Eight years ago I met the love of my life. I loved her so much but due to certain circumstances, I had to leave the country and we ended our relationship. She moved on to a new relationship and I stayed alone for quite some time. I never stopped thinking about her.

I met someone else a couple of years later. I was lonely and we got together. I was her first, and she did a lot of things to be with me - lied to her family and left everything to be with me. We have been married for 6 years. I care a lot about her - I wouldn't want to hurt her. I think I love her, but I'm not in love with her, I never felt the same way that I felt with the one before.

My ex contacted me a few months ago, and we have been talking for a while. All those feelings that were there are still there. She is going through a rough time and she's leaving her husband (yes, she got married too a few years ago). She says that she has always kept me in her mind and that she got really sad when she knew I was married years ago. We were never really talking, maybe a message once every 2 years or so.

I want to be with her so bad, but I don't know what to do. My wife is a good person, but I don't think I ever really felt connected. I can't leave her; she would fall apart without me, her family would crush her. We live in a different country by ourselves and our families are far away; she has no one else - it would be a disaster.

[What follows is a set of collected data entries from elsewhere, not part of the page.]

use async_trait::async_trait;
use serde::de::DeserializeOwned;
use serde::{Deserialize, Serialize};
use std::fmt;
use std::sync::Arc;
use std::time::Instant;
use tracing::{debug, warn};

use crate::app::config::ProviderConfig;
use crate::error::{ProviderError, Result};

pub type ProviderResult<T> = std::result::Result<T, ProviderError>;

/// Request/response client for one upstream model provider.
///
/// Adapters translate the neutral message list into their native call shape,
/// issue exactly one request and hand back the reply text. A structurally
/// valid but empty reply is returned as an empty string; deciding whether
/// that is usable belongs to the router.
#[async_trait]
pub trait ModelProvider: Send + Sync {
    async fn send_message(&self, messages: &[ChatMessage]) -> ProviderResult<String>;

    /// Cheap synthetic request used to infer whether the provider is reachable.
    async fn health_check(&self) -> ProviderResult<()>;

    fn get_provider_name(&self) -> &str;
}

#[derive(Debug, Clone, PartialEq, Eq, Serialize, Deserialize)]
pub struct ChatMessage {
    pub role: MessageRole,
    pub content: String,
}

impl ChatMessage {
    pub fn new(role: MessageRole, content: impl Into<String>) -> Self {
        Self {
            role,
            content: content.into(),
        }
    }

    pub fn user(content: impl Into<String>) -> Self {
        Self::new(MessageRole::User, content)
    }

    pub fn assistant(content: impl Into<String>) -> Self {
        Self::new(MessageRole::Assistant, content)
    }
}

#[derive(Debug, Clone, Copy, PartialEq, Eq, Hash, Serialize, Deserialize)]
pub enum MessageRole {
    #[serde(rename = "user")]
    User,
    #[serde(rename = "assistant")]
    Assistant,
}

impl MessageRole {
    pub fn as_str(&self) -> &'static str {
        match self {
            MessageRole::User => "user",
            MessageRole::Assistant => "assistant",
        }
    }

    pub fn parse(value: &str) -> Option<Self> {
        match value {
            "user" => Some(MessageRole::User),
            "assistant" => Some(MessageRole::Assistant),
            _ => None,
        }
    }
}

impl fmt::Display for MessageRole {
    fn fmt(&self, f: &mut fmt::Formatter<'_>) -> fmt::Result {
        f.write_str(self.as_str())
    }
}

/// Position of a provider in the routing order.
#[derive(Debug, Clone, Copy, PartialEq, Eq, Hash, Serialize, Deserialize)]
#[serde(rename_all = "lowercase")]
pub enum ProviderSlot {
    Primary,
    Secondary,
}

impl ProviderSlot {
    pub const ALL: [ProviderSlot; 2] = [ProviderSlot::Primary, ProviderSlot::Secondary];

    pub fn other(self) -> Self {
        match self {
            ProviderSlot::Primary => ProviderSlot::Secondary,
            ProviderSlot::Secondary => ProviderSlot::Primary,
        }
    }

    pub(crate) fn index(self) -> usize {
        match self {
            ProviderSlot::Primary => 0,
            ProviderSlot::Secondary => 1,
        }
    }

    pub fn as_str(&self) -> &'static str {
        match self {
            ProviderSlot::Primary => "primary",
            ProviderSlot::Secondary => "secondary",
        }
    }
}

impl fmt::Display for ProviderSlot {
    fn fmt(&self, f: &mut fmt::Formatter<'_>) -> fmt::Result {
        f.write_str(self.as_str())
    }
}

/// Wire dialect spoken by a configured provider.
#[derive(Debug, Clone, Copy, PartialEq, Eq, Hash, Serialize, Deserialize)]
#[serde(rename_all = "lowercase")]
pub enum ProviderKind {
    OpenAI,
    Anthropic,
    Gemini,
}

impl ProviderKind {
    pub fn name(&self) -> &'static str {
        match self {
            ProviderKind::OpenAI => "openai",
            ProviderKind::Anthropic => "anthropic",
            ProviderKind::Gemini => "gemini",
        }
    }

    pub fn default_base_url(&self) -> &'static str {
        match self {
            ProviderKind::OpenAI => "https://api.openai.com",
            ProviderKind::Anthropic => "https://api.anthropic.com",
            ProviderKind::Gemini => "https://generativelanguage.googleapis.com",
        }
    }

    pub fn default_api_key_env(&self) -> &'static str {
        match self {
            ProviderKind::OpenAI => "OPENAI_API_KEY",
            ProviderKind::Anthropic => "ANTHROPIC_API_KEY",
            ProviderKind::Gemini => "GEMINI_API_KEY",
        }
    }
}

impl fmt::Display for ProviderKind {
    fn fmt(&self, f: &mut fmt::Formatter<'_>) -> fmt::Result {
        f.write_str(self.name())
    }
}

/// Builds the adapter described by `config`.
pub fn build_provider(config: &ProviderConfig) -> Result<Arc<dyn ModelProvider>> {
    let provider: Arc<dyn ModelProvider> = match config.kind {
        ProviderKind::OpenAI => Arc::new(crate::models::OpenAIProvider::from_config(config)?),
        ProviderKind::Anthropic => Arc::new(crate::models::AnthropicProvider::from_config(config)?),
        ProviderKind::Gemini => Arc::new(crate::models::GeminiProvider::from_config(config)?),
    };
    Ok(provider)
}

/// Sends a prepared JSON request and decodes a successful body as `T`.
///
/// Shared by the adapters so that status and transport failures map onto
/// [`ProviderError`] the same way for every provider.
pub(crate) async fn execute_json<T: DeserializeOwned>(
    provider: &str,
    request: reqwest::RequestBuilder,
    timeout_ms: u64,
) -> ProviderResult<T> {
    let start_time = Instant::now();

    let response = request
        .send()
        .await
        .map_err(|e| ProviderError::from_reqwest(provider, &e, timeout_ms))?;

    let status = response.status();
    debug!("{} responded {} in {:?}", provider, status, start_time.elapsed());

    if !status.is_success() {
        let body = response.text().await.unwrap_or_default();
        warn!("{} API error: {} - {}", provider, status, body);
        return Err(ProviderError::from_status(provider, status.as_u16(), body));
    }

    let bytes = response
        .bytes()
        .await
        .map_err(|e| ProviderError::from_reqwest(provider, &e, timeout_ms))?;

    serde_json::from_slice(&bytes).map_err(|e| ProviderError::malformed(provider, e))
}

#[cfg(test)]
mod tests {
    use super::*;

    #[test]
    fn test_message_role_serde() {
        let message = ChatMessage::user("Hello");
        let json = serde_json::to_value(&message).unwrap();
        assert_eq!(json["role"], "user");
        assert_eq!(json["content"], "Hello");

        let parsed: ChatMessage =
            serde_json::from_str(r#"{"role":"assistant","content":"Hi"}"#).unwrap();
        assert_eq!(parsed, ChatMessage::assistant("Hi"));
    }

    #[test]
    fn test_message_role_parse() {
        assert_eq!(MessageRole::parse("user"), Some(MessageRole::User));
        assert_eq!(MessageRole::parse("assistant"), Some(MessageRole::Assistant));
        assert_eq!(MessageRole::parse("system"), None);
    }

    #[test]
    fn test_slot_other() {
        assert_eq!(ProviderSlot::Primary.other(), ProviderSlot::Secondary);
        assert_eq!(ProviderSlot::Secondary.other(), ProviderSlot::Primary);
        assert_eq!(ProviderSlot::ALL[ProviderSlot::Secondary.index()], ProviderSlot::Secondary);
    }

    #[test]
    fn test_provider_kind_names() {
        let kind: ProviderKind = serde_json::from_str(r#""openai""#).unwrap();
        assert_eq!(kind, ProviderKind::OpenAI);
        assert_eq!(ProviderKind::Anthropic.default_api_key_env(), "ANTHROPIC_API_KEY");
        assert_eq!(ProviderKind::Gemini.to_string(), "gemini");
    }

    #[test]
    fn test_build_provider_uses_configured_kind() {
        let mut config = ProviderConfig::fallback_default();
        config.api_key = Some("test-key".to_string());
        let provider = build_provider(&config).unwrap();
        assert_eq!(provider.get_provider_name(), "anthropic");
    }
}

I don't know what to do. Should I forget about the love of my life and stay just not to hurt someone I really care about? We haven't had kids yet, but she has been bringing up the idea. I don't know what to tell her, because if we have kids, I know for sure I would never leave, and my love would never accept to be with me if I have kids...she would never do that.

Djbobo, 35-year-old man

Answer:

There is a beautiful wall poster. It is two full-rigged sailing ships sailing side by side. Written under is: "We come from different ports, are headed to different destinations. Isn't it wonderful that we could share our journey for awhile?"

The time you shared with your first love is precious, and a memory to be cherished. It is in your past. Handled right, it sweetens your life. Handled wrong, it sours it.

You're clearly an honorable man. You've made a promise to your wife; you care for her happiness and wellbeing, and don't want to hurt her. This is difficult, because you feel that life with the other lady would be full of ecstasy, a return to that young romance.

If you left your wife and resumed your first relationship, at first, indeed, it would be wonderful. But the honeymoon fades, and after awhile, it would not be too different from what you have now. I can guarantee that, because plenty of research shows it to be the case.

Choice points, challenges, difficulties, problems - they are the growing points. Look on your current temptation and yearning as an opportunity to become a stronger, more compassionate, better person. You are in two minds. I suggest you follow your "better self": The one who wants to avoid harm, who appreciates the sacrifices your wife made to be with you, the one who insists on staying honorable.

Have you ever heard of the "7-year itch"? When a romance transitions into an endless daily round, when two people know each other so well that no mystery is left, when practicalities drown out fun, many people look elsewhere, trying in vain to recapture that glow of years ago. I think both you and your first lady are in this situation.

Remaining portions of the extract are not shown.